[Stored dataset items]
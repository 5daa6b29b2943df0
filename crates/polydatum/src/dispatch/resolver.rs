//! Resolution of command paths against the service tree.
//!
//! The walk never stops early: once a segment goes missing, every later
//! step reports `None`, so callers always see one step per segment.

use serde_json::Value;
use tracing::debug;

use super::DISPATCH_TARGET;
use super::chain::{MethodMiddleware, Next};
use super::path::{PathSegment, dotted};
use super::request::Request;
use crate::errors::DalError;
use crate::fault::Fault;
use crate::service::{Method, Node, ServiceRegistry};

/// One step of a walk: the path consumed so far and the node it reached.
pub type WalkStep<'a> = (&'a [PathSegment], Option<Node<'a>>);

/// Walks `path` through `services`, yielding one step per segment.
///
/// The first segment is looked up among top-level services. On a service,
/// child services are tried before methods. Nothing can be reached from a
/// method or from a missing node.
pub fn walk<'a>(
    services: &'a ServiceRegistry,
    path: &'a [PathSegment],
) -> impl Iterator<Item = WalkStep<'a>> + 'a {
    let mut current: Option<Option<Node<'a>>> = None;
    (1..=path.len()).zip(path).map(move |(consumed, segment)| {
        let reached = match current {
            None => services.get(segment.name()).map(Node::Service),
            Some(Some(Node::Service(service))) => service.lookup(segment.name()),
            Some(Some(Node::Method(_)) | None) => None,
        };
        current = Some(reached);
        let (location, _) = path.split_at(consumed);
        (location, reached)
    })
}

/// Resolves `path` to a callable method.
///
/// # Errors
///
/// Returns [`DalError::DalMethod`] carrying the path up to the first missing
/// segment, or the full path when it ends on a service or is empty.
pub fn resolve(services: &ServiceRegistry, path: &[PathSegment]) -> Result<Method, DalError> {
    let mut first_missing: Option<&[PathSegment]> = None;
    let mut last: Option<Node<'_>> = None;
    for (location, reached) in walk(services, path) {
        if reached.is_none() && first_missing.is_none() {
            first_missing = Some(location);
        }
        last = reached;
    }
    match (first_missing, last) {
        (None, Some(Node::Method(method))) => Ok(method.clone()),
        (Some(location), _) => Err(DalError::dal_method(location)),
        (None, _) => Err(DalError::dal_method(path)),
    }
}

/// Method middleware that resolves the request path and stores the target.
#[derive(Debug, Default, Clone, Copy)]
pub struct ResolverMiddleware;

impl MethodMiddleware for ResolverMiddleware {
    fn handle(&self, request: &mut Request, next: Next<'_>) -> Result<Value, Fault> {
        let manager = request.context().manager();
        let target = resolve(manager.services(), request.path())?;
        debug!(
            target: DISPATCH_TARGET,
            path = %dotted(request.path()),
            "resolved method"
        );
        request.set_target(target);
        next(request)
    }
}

WHAT YOU WILL DO
Would you output every record above exactly as it stands?

RESPONSE TO THE TASK
repository 5daa6b29b2943df0
filename crates/polydatum/src/dispatch/resolver.rs
//! Resolution of command paths against the service tree.
//!
//! The walk never stops early: once a segment goes missing, every later
//! step reports `None`, so callers always see one step per segment.

use serde_json::Value;
use tracing::debug;

use super::DISPATCH_TARGET;
use super::chain::{MethodMiddleware, Next};
use super::path::{PathSegment, dotted};
use super::request::Request;
use crate::errors::DalError;
use crate::fault::Fault;
use crate::service::{Method, Node, ServiceRegistry};

/// One step of a walk: the path consumed so far and the node it reached.
pub type WalkStep<'a> = (&'a [PathSegment], Option<Node<'a>>);

/// Walks `path` through `services`, yielding one step per segment.
///
/// The first segment is looked up among top-level services. On a service,
/// child services are tried before methods. Nothing can be reached from a
/// method or from a missing node.
pub fn walk<'a>(
    services: &'a ServiceRegistry,
    path: &'a [PathSegment],
) -> impl Iterator<Item = WalkStep<'a>> + 'a {
    let mut current: Option<Option<Node<'a>>> = None;
    (1..=path.len()).zip(path).map(move |(consumed, segment)| {
        let reached = match current {
            None => services.get(segment.name()).map(Node::Service),
            Some(Some(Node::Service(service))) => service.lookup(segment.name()),
            Some(Some(Node::Method(_)) | None) => None,
        };
        current = Some(reached);
        let (location, _) = path.split_at(consumed);
        (location, reached)
    })
}

/// Resolves `path` to a callable method.
///
/// # Errors
///
/// Returns [`DalError::DalMethod`] carrying the path up to the first missing
/// segment, or the full path when it ends on a service or is empty.
pub fn resolve(services: &ServiceRegistry, path: &[PathSegment]) -> Result<Method, DalError> {
    let mut first_missing: Option<&[PathSegment]> = None;
    let mut last: Option<Node<'_>> = None;
    for (location, reached) in walk(services, path) {
        if reached.is_none() && first_missing.is_none() {
            first_missing = Some(location);
        }
        last = reached;
    }
    match (first_missing, last) {
        (None, Some(Node::Method(method))) => Ok(method.clone()),
        (Some(location), _) => Err(DalError::dal_method(location)),
        (None, _) => Err(DalError::dal_method(path)),
    }
}

/// Method middleware that resolves the request path and stores the target.
#[derive(Debug, Default, Clone, Copy)]
pub struct ResolverMiddleware;

impl MethodMiddleware for ResolverMiddleware {
    fn handle(&self, request: &mut Request, next: Next<'_>) -> Result<Value, Fault> {
        let manager = request.context().manager();
        let target = resolve(manager.services(), request.path())?;
        debug!(
            target: DISPATCH_TARGET,
            path = %dotted(request.path()),
            "resolved method"
        );
        request.set_target(target);
        next(request)
    }
}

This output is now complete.